JP 2image (1).jpg«  L’éthique sociale catholique appuie, en règle générale, la voie démocratique parce que, comme je l’ai déjà noté, elle répond davantage à la nature rationnelle et sociale de l’homme. Toutefois, on est loin - il est bon de le préciser - de « canoniser » ce système. En effet, il reste vrai que chacune de solutions envisageables – la monarchie, l’aristocratie et la démocratie – peut, à des conditions déterminées, contribuer à la réalisation de ce qui est le but essentiel du pouvoir, à savoir le bien commun : le respect des normes éthiques fondamentales est en tout cas le présupposé indispensable à chacune des solutions […].

Après le déclin des idéologies du XXe siècle, et plus spécialement après la chute du communisme, les espérances des différentes nations se sont accrochées à la démocratie et on entend souvent répéter l’affirmation selon laquelle avec la démocratie se réalise le véritable Etat de droit : une société de citoyens libres qui poursuivent ensemble le bien commun.
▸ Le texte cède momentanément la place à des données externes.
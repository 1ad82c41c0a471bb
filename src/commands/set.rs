use crate::{
    commands::{
        command_error::CommandError, command_handler::CommandResult, command_utils::parse_integer,
    },
    executor::{ServerState, Session},
    key_value_store::{now_ms, Value},
    resp::RespValue,
};

/// Represents the parsed arguments for SET command
#[derive(Debug, PartialEq)]
pub struct SetArguments {
    /// The key to store the value under
    key: String,
    value: String,
    /// Absolute expiry in unix milliseconds
    expires_at: Option<i64>,
    /// Whether the expiry was given relative to now
    relative: bool,
}

impl SetArguments {
    /// Parses `key value [PX milliseconds | PXAT unix-time-milliseconds]`.
    ///
    /// A relative PX expiry is turned into an absolute timestamp right away so
    /// the same instant can be replicated.
    pub fn parse(arguments: Vec<String>) -> Result<Self, CommandError> {
        let mut arguments = arguments.into_iter();

        let (Some(key), Some(value)) = (arguments.next(), arguments.next()) else {
            return Err(CommandError::WrongNumberOfArguments("set".to_string()));
        };

        let mut expires_at = None;
        let mut relative = false;

        while let Some(option) = arguments.next() {
            if expires_at.is_some() {
                return Err(CommandError::SyntaxError);
            }

            let option = option.to_uppercase();
            let Some(amount) = arguments.next() else {
                return Err(CommandError::SyntaxError);
            };
            let amount = parse_integer(&amount)?;

            if amount <= 0 {
                return Err(CommandError::InvalidExpireTime("set".to_string()));
            }

            match option.as_str() {
                "PX" => {
                    expires_at = Some(now_ms().saturating_add(amount));
                    relative = true;
                }
                "PXAT" => expires_at = Some(amount),
                _ => return Err(CommandError::SyntaxError),
            }
        }

        Ok(Self {
            key,
            value,
            expires_at,
            relative,
        })
    }
}

/// Handles the SET command.
///
/// Stores a string, replacing whatever the key held and its expiry. A PX
/// expiry is propagated as PXAT so replicas expire the key at the same time.
pub fn set(
    server: &mut ServerState,
    session: &mut Session,
    arguments: Vec<String>,
) -> Result<CommandResult, CommandError> {
    let set_arguments = SetArguments::parse(arguments)?;

    if set_arguments.relative {
        if let Some(at) = set_arguments.expires_at {
            session.propagate_as = Some(vec![
                "SET".to_string(),
                set_arguments.key.clone(),
                set_arguments.value.clone(),
                "PXAT".to_string(),
                at.to_string(),
            ]);
        }
    }

    server.partition(session.db_index)?.put(
        set_arguments.key,
        Value::String(set_arguments.value),
        set_arguments.expires_at,
    );

    Ok(CommandResult::Response(RespValue::ok().encode()))
}

/// Handles MSET. Every key loses its expiry.
pub fn mset(
    server: &mut ServerState,
    session: &mut Session,
    arguments: Vec<String>,
) -> Result<CommandResult, CommandError> {
    if arguments.is_empty() || arguments.len() % 2 != 0 {
        return Err(CommandError::WrongNumberOfArguments("mset".to_string()));
    }

    let partition = server.partition(session.db_index)?;
    let mut arguments = arguments.into_iter();

    while let (Some(key), Some(value)) = (arguments.next(), arguments.next()) {
        partition.put(key, Value::String(value), None);
    }

    Ok(CommandResult::Response(RespValue::ok().encode()))
}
Cela dit, il peut cependant être utile de nous reporter, une fois encore, à l’histoire d’Israël. J’ai déjà parlé d’Abraham comme l’homme qui eut foi dans la promesse de Dieu. Les musulmans se réfèrent aussi à lui. Il convient, néanmoins, de préciser immédiatement qu’à la base de l’Etat d’Israël, comme société organisée, il n’y a pas Abraham mais Moïse : c’est Moïse qui conduit ses compatriotes hors de la terre d’Egypte, devenant -durant la marche dans le désert- l’authentique artisan d’un Etat de droit dans le sens biblique du terme. Et c’est un sujet qui mérite d’être mis en évidence : Israël, en tant que peuple élu de Dieu, était une société théocratique, dont Moïse n’était pas seulement le chef charismatique mais encore le Prophète : sa mission était d’établir, au nom de Dieu, les bases juridiques et religieuses de l’existence du peuple : au pied du Sinaï sur base de la Loi donnée  par Dieu à Moïse.

La Loi était essentiellement constituée par le Décalogue : les dix paroles, les dix principes de conduite sans lesquels aucune communauté humaine, aucune nation ni même la société internationale ne peut se réaliser : si on met en doute cette Loi, le vivre ensemble humain devient impossible et l’existence morale même de l’homme est mise en péril […].

Le Christ a confirmé les commandements du Décalogue comme fondement de la morale chrétienne, en en présentant la synthèse dans les préceptes de l’amour de Dieu et du prochain : parce que l’homme est un être personnel, il n’est possible de remplir ses devoirs envers lui qu’en l’aimant. De même que l’amour est le principe suprême à l’égard du Dieu Personne, de même le devoir fondamental envers la personne humaine, créée à l’image et à la ressemblance de Dieu, ne peut être que l’amour.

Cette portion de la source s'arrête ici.